What does the incorrect sampler target?

Now that we understand why the naive truncated sampler was wrong and how to fix it, we can, out of curiosity, wonder what distribution that sampler actually targets. Now we understand what proposal we are actually using, we can re-write the acceptance ratio as

\displaystyle A = \frac{\pi(x^\star)\Phi(x^\star)}{\pi(x)\Phi(x)}\frac{\frac{\phi(x-x^\star)}{\Phi(x^\star)}}{\frac{\phi(x^\star-x)}{\Phi(x)}},

from which it is clear that the actual target of this chain is

\tilde\pi(x) \propto \pi(x)\Phi(x),

or

\tilde\pi(x)\propto xe^{-x}\Phi(x),\quad x\geq 0.
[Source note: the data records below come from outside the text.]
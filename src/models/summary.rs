//! Bibliographic summary and composite attribute models

use serde::{Deserialize, Serialize};

use super::person::Person;

/// A composite attribute built by merging subfields of one repeated tag.
///
/// `CODES` lists the subfield codes read from each occurrence, in the order
/// they are applied. The first code is the leading one: an occurrence that
/// carries it starts a new value. `assign` stores one subfield value under
/// its key.
pub trait SubfieldMapping: Default {
    const CODES: &'static [char];

    fn assign(&mut self, code: char, value: &str);
}

/// Title statement (245)
#[derive(Debug, Clone, Default, PartialEq, Eq, Serialize, Deserialize)]
pub struct Description {
    #[serde(skip_serializing_if = "Option::is_none")]
    pub title: Option<String>,
    #[serde(skip_serializing_if = "Option::is_none")]
    pub author: Option<String>,
}

impl SubfieldMapping for Description {
    const CODES: &'static [char] = &['a', 'c'];

    fn assign(&mut self, code: char, value: &str) {
        match code {
            'a' => self.title = Some(value.to_string()),
            'c' => self.author = Some(value.to_string()),
            _ => {}
        }
    }
}

/// Place of creation (751)
#[derive(Debug, Clone, Default, PartialEq, Eq, Serialize, Deserialize)]
pub struct CreationPlace {
    #[serde(skip_serializing_if = "Option::is_none")]
    pub place: Option<String>,
    #[serde(skip_serializing_if = "Option::is_none")]
    pub gnd: Option<String>,
}

impl SubfieldMapping for CreationPlace {
    const CODES: &'static [char] = &['a', '0'];

    fn assign(&mut self, code: char, value: &str) {
        match code {
            'a' => self.place = Some(value.to_string()),
            '0' => self.gnd = Some(value.to_string()),
            _ => {}
        }
    }
}

/// Physical description (300)
#[derive(Debug, Clone, Default, PartialEq, Eq, Serialize, Deserialize)]
pub struct PhysicalDescription {
    #[serde(skip_serializing_if = "Option::is_none")]
    pub amount: Option<String>,
    #[serde(skip_serializing_if = "Option::is_none")]
    pub format: Option<String>,
}

impl SubfieldMapping for PhysicalDescription {
    const CODES: &'static [char] = &['a', 'c'];

    fn assign(&mut self, code: char, value: &str) {
        match code {
            'a' => self.amount = Some(value.to_string()),
            'c' => self.format = Some(value.to_string()),
            _ => {}
        }
    }
}

/// Citation / references note (510)
#[derive(Debug, Clone, Default, PartialEq, Eq, Serialize, Deserialize)]
pub struct BibliographicalInfo {
    #[serde(skip_serializing_if = "Option::is_none")]
    pub reference: Option<String>,
    #[serde(rename = "type", skip_serializing_if = "Option::is_none")]
    pub kind: Option<String>,
}

impl SubfieldMapping for BibliographicalInfo {
    const CODES: &'static [char] = &['a', 'i'];

    fn assign(&mut self, code: char, value: &str) {
        match code {
            'a' => self.reference = Some(value.to_string()),
            'i' => self.kind = Some(value.to_string()),
            _ => {}
        }
    }
}

/// Reproduction note (533)
#[derive(Debug, Clone, Default, PartialEq, Eq, Serialize, Deserialize)]
pub struct ReproductionInfo {
    #[serde(rename = "type", skip_serializing_if = "Option::is_none")]
    pub kind: Option<String>,
    #[serde(skip_serializing_if = "Option::is_none")]
    pub place: Option<String>,
    #[serde(skip_serializing_if = "Option::is_none")]
    pub institution: Option<String>,
    #[serde(skip_serializing_if = "Option::is_none")]
    pub year: Option<String>,
    #[serde(skip_serializing_if = "Option::is_none")]
    pub additional: Option<String>,
}

impl SubfieldMapping for ReproductionInfo {
    const CODES: &'static [char] = &['a', 'b', 'c', 'd', 'n'];

    fn assign(&mut self, code: char, value: &str) {
        let slot = match code {
            'a' => &mut self.kind,
            'b' => &mut self.place,
            'c' => &mut self.institution,
            'd' => &mut self.year,
            'n' => &mut self.additional,
            _ => return,
        };
        *slot = Some(value.to_string());
    }
}

/// Everything extracted from one catalog record
#[derive(Debug, Clone, Default, PartialEq, Eq, Serialize, Deserialize)]
pub struct BibliographicSummary {
    pub author: Vec<Person>,
    pub recipient: Vec<Person>,
    pub mentioned_persons: Vec<Person>,
    pub date: Option<String>,
    pub description: Option<Description>,
    pub creation_form: Option<String>,
    pub creation_place: Option<CreationPlace>,
    pub physical_description: Option<PhysicalDescription>,
    pub footnote: Option<String>,
    pub bibliographical_info: Option<BibliographicalInfo>,
    pub content_info: Option<String>,
    pub accompanying_material: Option<String>,
    pub reproduction_info: Option<ReproductionInfo>,
    pub language: Option<String>,
    pub work_reference: Option<String>,
    pub emanuscript_link: Option<String>,
}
The constant of proportionality is not immediately obvious, but is tractable, and turns out to be a nice undergraduate exercise in integration by parts, leading to

\displaystyle \tilde\pi(x) = \frac{2\sqrt{2\pi}}{2+\sqrt{2\pi}}xe^{-x}\Phi(x),\quad x\geq 0.
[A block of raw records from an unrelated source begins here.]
//! Error types for aleph-marc

use thiserror::Error;

/// Failure classes, each mapped to a distinct process exit status
#[derive(Debug, Clone, Copy, PartialEq, Eq)]
#[repr(i32)]
pub enum ErrorCode {
    Failure = 1,
    DecodeFailure = 2,
    Usage = 64,
}

impl ErrorCode {
    /// Exit status used by the command-line binary
    pub fn exit_code(self) -> i32 {
        self as i32
    }
}

/// Main application error type
#[derive(Error, Debug)]
pub enum AppError {
    #[error("Validation error: {0}")]
    Validation(String),

    #[error("Cache I/O failed for sysid {identifier}: {source}")]
    Io {
        identifier: String,
        #[source]
        source: std::io::Error,
    },

    #[error("Z39.50 error: {0}")]
    Z3950(String),

    #[error("Z39.50 request timed out after {0}s")]
    Z3950Timeout(u64),

    #[error("Error reading MARC21 data: {0}")]
    Decode(String),

    #[error("Configuration error: {0}")]
    Config(#[from] config::ConfigError),
}

impl AppError {
    /// Build an I/O error tagged with the offending record identifier
    pub fn io(identifier: impl Into<String>, source: std::io::Error) -> Self {
        AppError::Io {
            identifier: identifier.into(),
            source,
        }
    }

    /// Failure class of this error
    pub fn code(&self) -> ErrorCode {
        match self {
            AppError::Io { .. } | AppError::Z3950(_) | AppError::Z3950Timeout(_) => {
                ErrorCode::Failure
            }
            AppError::Decode(_) => ErrorCode::DecodeFailure,
            AppError::Validation(_) | AppError::Config(_) => ErrorCode::Usage,
        }
    }
}

/// Result type alias for application operations
pub type AppResult<T> = Result<T, AppError>;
We can verify this using the following commands.

out=met3(iters)
hist(out,100,freq=FALSE,main="met3")
curve(dgamma(x,2,1)*pnorm(x)*2*sqrt(2*pi)/(sqrt(2*pi)+2),add=TRUE,col=3,lwd=2)

Now we know the actual target of the incorrect sampler, we can compare it with the correct target as follows.

curve(dgamma(x,2,1),0,10,col=2,lwd=2,main="Densities")
curve(dgamma(x,2,1)*pnorm(x)*2*sqrt(2*pi)/(sqrt(2*pi)+2),add=TRUE,col=3,lwd=2)

So we see that the distributions are different, but not so different that one would immediate suspect an error on the basis of a sample of output. This makes it a difficult bug to track down.

Summary

There is no problem in principle using a proposal with full support for a target with limited support in MH algorithms. However, it is important to check whether a proposed value is within the support of the target and reject the proposed move if it is not. If you are concerned that such a scheme might be inefficient, it is possible to use a truncated proposal provided that you modify the MH acceptance ratio to include the relevant normalisation constants. If you don’t modify the acceptance probability, you will get a sampler which targets the wrong distribution, but it will often be quite similar to the correct target, making it a difficult bug to spot and track down.